Records from a dataset:
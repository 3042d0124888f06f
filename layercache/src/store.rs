//! Opening the local tier the way `LayeredCache` lays it out on disk

use anyhow::{Context, Result};
use layercache_core::{FileStore, LocalCache, SystemClock};
use std::path::{Path, PathBuf};
use std::sync::Arc;

/// Default store location: `<user cache dir>/layercache/local.json`
pub fn default_store_path() -> PathBuf {
    dirs::cache_dir()
        .unwrap_or_else(|| PathBuf::from("."))
        .join("layercache")
        .join("local.json")
}

/// Open the local tier stored at `path` under `prefix`
pub fn open_local(path: &Path, prefix: &str) -> Result<LocalCache> {
    let store = FileStore::open(path)
        .with_context(|| format!("Failed to open local store at {:?}", path))?;

    Ok(LocalCache::new(
        Arc::new(store),
        format!("{}local:", prefix),
        Arc::new(SystemClock),
    ))
}

#[cfg(test)]
mod tests {
    use super::*;
    use serde_json::json;
    use std::time::Duration;
    use tempfile::TempDir;

    #[test]
    fn test_default_store_path() {
        let path = default_store_path();
        assert!(path.ends_with("layercache/local.json"));
    }

    #[test]
    fn test_open_local_round_trip() {
        let dir = TempDir::new().unwrap();
        let path = dir.path().join("local.json");

        let local = open_local(&path, "app:").unwrap();
        local.set("feed", &json!([1, 2]), Duration::from_secs(60));
        drop(local);

        let reopened = open_local(&path, "app:").unwrap();
        assert_eq!(reopened.get("feed"), Some(json!([1, 2])));
        assert_eq!(reopened.namespace(), "app:local:");

        let other = open_local(&path, "other:").unwrap();
        assert!(other.is_empty());
    }
}
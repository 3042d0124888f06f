//! # layercache-core
//!
//! Client-side layered caching with query deduplication.
//!
//! ## Features
//!
//! - Memory, session and local tiers checked in a fixed priority order
//! - TTL recorded at write time and checked on read
//! - Single-flight fetches: concurrent identical queries run once
//! - Failures are shared by all waiters and never cached
//! - Storage problems (full, disabled, corrupt) degrade to cache misses
//! - Pluggable backing stores via [`storage::KeyValueStore`]
//! - Injectable [`clock::Clock`] for deterministic expiry tests
//!
//! ## Quick start
//!
//! ```no_run
//! use layercache_core::{CacheConfig, LayeredCache, QueryOptions};
//! use std::time::Duration;
//!
//! #[tokio::main]
//! async fn main() -> anyhow::Result<()> {
//!     let config = CacheConfig::builder()
//!         .local_store_path("/var/tmp/app/local-cache.json")
//!         .default_memory_ttl(Duration::from_secs(60))
//!         .build();
//!     let cache = LayeredCache::new(config)?;
//!
//!     let likes: u64 = cache
//!         .cached_query(
//!             "likes:post-42",
//!             || async { Ok(17) },
//!             QueryOptions::new().with_local_ttl(Duration::from_secs(3600)),
//!         )
//!         .await?;
//!     println!("likes: {}", likes);
//!
//!     // On logout
//!     cache.clear_all();
//!     Ok(())
//! }
//! ```

pub mod cache;
pub mod clock;
pub mod error;
pub mod storage;

// Re-export main types for convenience
pub use cache::{
    CacheConfig, CacheConfigBuilder, CacheEntry, CacheKey, CacheKeyBuilder, CacheStats,
    LayeredCache, LocalCache, MemoryCache, QueryDeduplicator, QueryOptions, SessionCache, Tier,
    TierStats,
};
pub use clock::{Clock, ManualClock, SystemClock};
pub use error::{CacheError, Result, SharedError, StorageError};
pub use storage::{FileStore, InMemoryStore, KeyValueStore};
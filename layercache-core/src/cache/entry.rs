//! Cache entry with write-time TTL

use serde::{Deserialize, Serialize};
use std::time::Duration;

/// A stored value with the moment it was written and how long it stays fresh
///
/// The TTL travels with the entry, so readers cannot disagree with the
/// writer about freshness.
#[derive(Debug, Clone, PartialEq, Serialize, Deserialize)]
pub struct CacheEntry<V> {
    /// The cached value
    pub value: V,

    /// Write time in milliseconds
    pub timestamp: i64,

    /// Time-to-live in milliseconds
    #[serde(rename = "ttl")]
    pub ttl_ms: u64,
}

impl<V> CacheEntry<V> {
    /// Create an entry written at `now`
    pub fn new(value: V, now: i64, ttl: Duration) -> Self {
        Self {
            value,
            timestamp: now,
            ttl_ms: u64::try_from(ttl.as_millis()).unwrap_or(u64::MAX),
        }
    }

    /// Fresh iff `now - timestamp < ttl`
    pub fn is_fresh(&self, now: i64) -> bool {
        let ttl = i64::try_from(self.ttl_ms).unwrap_or(i64::MAX);
        now.saturating_sub(self.timestamp) < ttl
    }

    pub fn is_expired(&self, now: i64) -> bool {
        !self.is_fresh(now)
    }

    /// Time the entry stops being fresh
    pub fn expires_at(&self) -> i64 {
        let ttl = i64::try_from(self.ttl_ms).unwrap_or(i64::MAX);
        self.timestamp.saturating_add(ttl)
    }

    /// Age of the entry (zero if written in the future)
    pub fn age(&self, now: i64) -> Duration {
        let millis = now.saturating_sub(self.timestamp).max(0);
        Duration::from_millis(millis as u64)
    }

    /// Remaining freshness, or `None` once expired
    pub fn time_until_expiration(&self, now: i64) -> Option<Duration> {
        let left = self.expires_at().saturating_sub(now);
        if left > 0 {
            Some(Duration::from_millis(left as u64))
        } else {
            None
        }
    }

    pub fn ttl(&self) -> Duration {
        Duration::from_millis(self.ttl_ms)
    }
}
//! Backing key-value stores for the session and local tiers
//!
//! Tiers never talk to a concrete storage medium. They hold an
//! `Arc<dyn KeyValueStore>` and namespace their keys with a prefix, so one
//! store can be shared with unrelated application data.

pub mod file;
pub mod memory;

pub use file::FileStore;
pub use memory::InMemoryStore;

use crate::error::StorageError;

/// Capability interface over a string key-value store
///
/// Every operation may fail; callers in this crate treat failures as a
/// cache miss or a skipped write.
pub trait KeyValueStore: Send + Sync {
    /// Read a raw value
    fn get(&self, key: &str) -> Result<Option<String>, StorageError>;

    /// Write a raw value, replacing any previous one
    fn set(&self, key: &str, value: &str) -> Result<(), StorageError>;

    /// Delete a value; deleting a missing key is not an error
    fn remove(&self, key: &str) -> Result<(), StorageError>;

    /// Delete several values; stores backed by a single file override this
    /// to rewrite it once
    fn remove_many(&self, keys: &[String]) -> Result<(), StorageError> {
        for key in keys {
            self.remove(key)?;
        }
        Ok(())
    }

    /// List every key currently stored
    fn keys(&self) -> Result<Vec<String>, StorageError>;

    /// Delete everything in the store, including keys owned by others
    fn clear(&self) -> Result<(), StorageError>;
}

/// Bytes charged against a store quota for one key-value pair
pub(crate) fn entry_size(key: &str, value: &str) -> usize {
    key.len() + value.len()
}
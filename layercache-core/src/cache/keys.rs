//! Deterministic cache key construction
//!
//! Two logically identical requests must map to the same key, otherwise
//! neither tier hits nor deduplication work. Parameters are therefore kept
//! sorted by name, and structured filters are rendered as canonical JSON
//! (object keys sorted).

use crate::cache::types::CacheKey;
use serde::Serialize;
use std::collections::BTreeMap;
use std::fmt::Display;

/// Builder for `resource[:identifier][?name=value&...]` keys
#[derive(Debug, Clone)]
pub struct CacheKeyBuilder {
    resource: String,
    identifier: Option<String>,
    params: BTreeMap<String, String>,
}

impl CacheKeyBuilder {
    /// Start a key for a resource (e.g. `"feed"`, `"comments"`)
    pub fn new(resource: impl Into<String>) -> Self {
        Self {
            resource: resource.into(),
            identifier: None,
            params: BTreeMap::new(),
        }
    }

    /// Set the primary identifier
    pub fn identifier(mut self, id: impl Into<String>) -> Self {
        self.identifier = Some(id.into());
        self
    }

    /// Add a parameter; a repeated name keeps the last value
    pub fn param(mut self, name: impl Into<String>, value: impl Display) -> Self {
        self.params.insert(name.into(), value.to_string());
        self
    }

    /// Add an optional parameter, skipped when `None`
    pub fn param_opt<V: Display>(self, name: impl Into<String>, value: Option<V>) -> Self {
        match value {
            Some(value) => self.param(name, value),
            None => self,
        }
    }

    /// Add a structured parameter rendered as canonical JSON
    pub fn filter<S: Serialize>(self, name: impl Into<String>, filter: &S) -> Self {
        let rendered = canonical_json(filter);
        self.param(name, rendered)
    }

    /// Build the cache key
    pub fn build(self) -> CacheKey {
        let mut key = self.resource;

        if let Some(id) = self.identifier {
            key.push(':');
            key.push_str(&id);
        }

        if !self.params.is_empty() {
            let params: Vec<String> = self
                .params
                .iter()
                .map(|(k, v)| format!("{}={}", k, v))
                .collect();
            key.push('?');
            key.push_str(&params.join("&"));
        }

        key
    }
}

/// Render a value as JSON with sorted object keys
///
/// Going through `serde_json::Value` sorts map keys, so struct field order
/// and `HashMap` iteration order do not leak into the output.
pub fn canonical_json<S: Serialize>(value: &S) -> String {
    serde_json::to_value(value)
        .map(|v| v.to_string())
        .unwrap_or_default()
}

#[cfg(test)]
mod tests {
    use super::*;
    use std::collections::HashMap;

    #[test]
    fn test_simple_keys() {
        assert_eq!(CacheKeyBuilder::new("feed").build(), "feed");
        assert_eq!(
            CacheKeyBuilder::new("session").identifier("abc").build(),
            "session:abc"
        );
    }

    #[test]
    fn test_param_order_is_irrelevant() {
        let a = CacheKeyBuilder::new("feed")
            .param("cursor", "c1")
            .param("limit", 20)
            .build();
        let b = CacheKeyBuilder::new("feed")
            .param("limit", 20)
            .param("cursor", "c1")
            .build();

        assert_eq!(a, b);
        assert_eq!(a, "feed?cursor=c1&limit=20");
    }

    #[test]
    fn test_optional_params() {
        let key = CacheKeyBuilder::new("comments")
            .identifier("post-1")
            .param_opt("cursor", None::<&str>)
            .param_opt("limit", Some(10))
            .build();
        assert_eq!(key, "comments:post-1?limit=10");
    }

    #[test]
    fn test_filter_is_canonical() {
        let mut first = HashMap::new();
        first.insert("visibility", "public");
        first.insert("author", "u1");
        first.insert("kind", "session");

        let mut second = HashMap::new();
        second.insert("kind", "session");
        second.insert("visibility", "public");
        second.insert("author", "u1");

        let a = CacheKeyBuilder::new("feed").filter("f", &first).build();
        let b = CacheKeyBuilder::new("feed").filter("f", &second).build();

        assert_eq!(a, b);
        assert_eq!(
            a,
            r#"feed?f={"author":"u1","kind":"session","visibility":"public"}"#
        );
    }
}
impl LayeredCache {
    /// Create a cache from configuration using the system clock
    ///
    /// The session tier lives in memory for the lifetime of this value. The
    /// local tier uses `local_store_path` when set; if that file cannot be
    /// opened the local tier falls back to memory with a warning.
    pub fn new(config: CacheConfig) -> Result<Self> {
        config.validate()?;

        let local_store: Arc<dyn KeyValueStore> = match &config.local_store_path {
            Some(path) => match FileStore::open(path) {
                Ok(store) => Arc::new(store),
                Err(e) => {
                    warn!(
                        "Local store {:?} unavailable, using memory instead: {}",
                        path, e
                    );
                    Arc::new(InMemoryStore::new())
                }
            },
            None => Arc::new(InMemoryStore::new()),
        };

        Self::with_parts(
            config,
            Arc::new(InMemoryStore::new()),
            local_store,
            Arc::new(SystemClock),
        )
    }

    /// Create a cache over explicit backing stores and clock
    pub fn with_parts(
        config: CacheConfig,
        session_store: Arc<dyn KeyValueStore>,
        local_store: Arc<dyn KeyValueStore>,
        clock: Arc<dyn Clock>,
    ) -> Result<Self> {
        config.validate()?;
        info!(
            "Initializing layered cache (prefix: {}, memory ttl: {:?})",
            config.key_prefix, config.default_memory_ttl
        );

        let memory = MemoryCache::new(clock.clone()).with_max_entries(config.max_memory_entries);
        let session = SessionCache::new(session_store, format!("{}session:", config.key_prefix));
        let local = LocalCache::new(local_store, format!("{}local:", config.key_prefix), clock);

        Ok(Self {
            tiers: Tiers {
                config: Arc::new(config),
                memory: Arc::new(memory),
                session: Arc::new(session),
                local: Arc::new(local),
            },
            dedup: Arc::new(QueryDeduplicator::new()),
            fetch_failures: Arc::new(AtomicU64::new(0)),
        })
    }

    /// Return the cached value for `key`, or run `query_fn` once and cache it
    ///
    /// Tiers are checked memory, then session, then local; the first hit wins
    /// and back-fills the faster enabled tiers. On a full miss concurrent
    /// callers share one execution of `query_fn`. The flight writes memory
    /// before any waiter resumes, then every caller writes the session and
    /// local tiers its own `options` enable. Failures are returned to every
    /// waiter and never cached.
    pub async fn cached_query<T, F, Fut>(
        &self,
        key: &str,
        query_fn: F,
        options: QueryOptions,
    ) -> Result<T>
    where
        T: Serialize + DeserializeOwned + Send + 'static,
        F: FnOnce() -> Fut + Send + 'static,
        Fut: Future<Output = anyhow::Result<T>> + Send + 'static,
    {
        if let Some(value) = self.lookup::<T>(key, &options) {
            return Ok(value);
        }

        let tiers = self.tiers.clone();
        let owned_key = key.to_string();
        let flight_options = options.clone();
        let flight = self.dedup.dedupe(key, move || async move {
            // Another flight may have filled memory since our lookup
            if let Some(value) = tiers.memory.peek(&owned_key) {
                if serde_json::from_value::<T>(value.clone()).is_ok() {
                    return Ok(value);
                }
            }

            let fetched = query_fn().await?;
            let value = serde_json::to_value(fetched).map_err(|source| Unserializable {
                key: owned_key.clone(),
                source,
            })?;

            tiers
                .memory
                .set(&owned_key, value.clone(), tiers.memory_ttl(&flight_options));
            debug!("Cached fresh result: {}", owned_key);
            Ok(value)
        });

        let value = match flight.await {
            Ok(value) => value,
            Err(e) => {
                if let Some(unserializable) = e.downcast_ref::<Unserializable>() {
                    return Err(CacheError::Serialization(unserializable.to_string()));
                }
                self.fetch_failures.fetch_add(1, Ordering::Relaxed);
                debug!("Query failed for {}: {}", key, e);
                return Err(CacheError::Fetch(e));
            }
        };

        let typed = serde_json::from_value(value.clone()).map_err(|e| {
            CacheError::Serialization(format!("cached value for {} has wrong shape: {}", key, e))
        })?;
        self.tiers.fan_out(key, &value, &options, Some(Tier::Memory));
        Ok(typed)
    }

    /// Tier lookup in priority order, back-filling on session/local hits
    fn lookup<T: DeserializeOwned>(&self, key: &str, options: &QueryOptions) -> Option<T> {
        let tiers = &self.tiers;

        if let Some(value) = tiers.memory.get(key) {
            if let Some(typed) = decode(key, Tier::Memory, value) {
                return Some(typed);
            }
        }

        if options.session_cache {
            if let Some(value) = tiers.session.get(key) {
                if let Some(typed) = decode(key, Tier::Session, value.clone()) {
                    tiers.memory.set(key, value, tiers.memory_ttl(options));
                    return Some(typed);
                }
            }
        }

        if options.local_ttl.is_some() {
            if let Some(value) = tiers.local.get(key) {
                if let Some(typed) = decode(key, Tier::Local, value.clone()) {
                    tiers.fan_out(key, &value, options, Some(Tier::Local));
                    return Some(typed);
                }
            }
        }

        None
    }

    /// Remove `key` from every tier
    pub fn invalidate(&self, key: &str) {
        self.tiers.memory.remove(key);
        self.tiers.session.remove(key);
        self.tiers.local.remove(key);
        debug!("Invalidated {}", key);
    }

    /// Remove every key starting with `prefix` from every tier
    pub fn invalidate_prefix(&self, prefix: &str) -> usize {
        let removed = self.tiers.memory.remove_prefix(prefix)
            + self.tiers.session.remove_prefix(prefix)
            + self.tiers.local.remove_prefix(prefix);
        info!("Invalidated {} entries with prefix: {}", removed, prefix);
        removed
    }

    /// Clear every tier and forget in-flight queries
    pub fn clear_all(&self) {
        self.tiers.memory.clear();
        self.tiers.session.clear();
        self.tiers.local.clear();
        self.dedup.clear();
        info!("Cleared all cache tiers");
    }

    /// Proactively drop expired memory and local entries
    pub fn purge_expired(&self) -> usize {
        self.tiers.memory.purge_expired() + self.tiers.local.purge_expired()
    }

    /// Start the background sweep if the configuration enables it
    ///
    /// Must be called from within a Tokio runtime.
    pub fn spawn_auto_cleanup(&self) -> Option<JoinHandle<()>> {
        if !self.tiers.config.enable_auto_cleanup {
            return None;
        }
        Some(tokio::spawn(start_auto_cleanup(
            self.clone(),
            self.tiers.config.cleanup_interval,
        )))
    }

    pub fn stats(&self) -> CacheStats {
        CacheStats {
            memory: self.tiers.memory.stats(),
            session: self.tiers.session.stats(),
            local: self.tiers.local.stats(),
            fetches: self.dedup.started(),
            joined: self.dedup.joined(),
            fetch_failures: self.fetch_failures.load(Ordering::Relaxed),
        }
    }

    pub fn memory(&self) -> &MemoryCache {
        &self.tiers.memory
    }

    pub fn session(&self) -> &SessionCache {
        &self.tiers.session
    }

    pub fn local(&self) -> &LocalCache {
        &self.tiers.local
    }

    pub fn deduplicator(&self) -> &QueryDeduplicator<Value> {
        &self.dedup
    }

    pub fn config(&self) -> &CacheConfig {
        &self.tiers.config
    }
}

## YOUR OBJECTIVE
After locating the line holding "self.timestamp.saturating_add(ttl)" above, output exactly that line and every line after it through the line holding "filename layercache-core/src/cache/keys.rs". Include nothing else.

## EXERCISE RESULT
        self.timestamp.saturating_add(ttl)
    }

    /// Age of the entry (zero if written in the future)
    pub fn age(&self, now: i64) -> Duration {
        let millis = now.saturating_sub(self.timestamp).max(0);
        Duration::from_millis(millis as u64)
    }

    /// Remaining freshness, or `None` once expired
    pub fn time_until_expiration(&self, now: i64) -> Option<Duration> {
        let left = self.expires_at().saturating_sub(now);
        if left > 0 {
            Some(Duration::from_millis(left as u64))
        } else {
            None
        }
    }

    pub fn ttl(&self) -> Duration {
        Duration::from_millis(self.ttl_ms)
    }
}
//! Backing key-value stores for the session and local tiers
//!
//! Tiers never talk to a concrete storage medium. They hold an
//! `Arc<dyn KeyValueStore>` and namespace their keys with a prefix, so one
//! store can be shared with unrelated application data.

pub mod file;
pub mod memory;

pub use file::FileStore;
pub use memory::InMemoryStore;

use crate::error::StorageError;

/// Capability interface over a string key-value store
///
/// Every operation may fail; callers in this crate treat failures as a
/// cache miss or a skipped write.
pub trait KeyValueStore: Send + Sync {
    /// Read a raw value
    fn get(&self, key: &str) -> Result<Option<String>, StorageError>;

    /// Write a raw value, replacing any previous one
    fn set(&self, key: &str, value: &str) -> Result<(), StorageError>;

    /// Delete a value; deleting a missing key is not an error
    fn remove(&self, key: &str) -> Result<(), StorageError>;

    /// Delete several values; stores backed by a single file override this
    /// to rewrite it once
    fn remove_many(&self, keys: &[String]) -> Result<(), StorageError> {
        for key in keys {
            self.remove(key)?;
        }
        Ok(())
    }

    /// List every key currently stored
    fn keys(&self) -> Result<Vec<String>, StorageError>;

    /// Delete everything in the store, including keys owned by others
    fn clear(&self) -> Result<(), StorageError>;
}

/// Bytes charged against a store quota for one key-value pair
pub(crate) fn entry_size(key: &str, value: &str) -> usize {
    key.len() + value.len()
}
filename layercache-core/src/cache/keys.rs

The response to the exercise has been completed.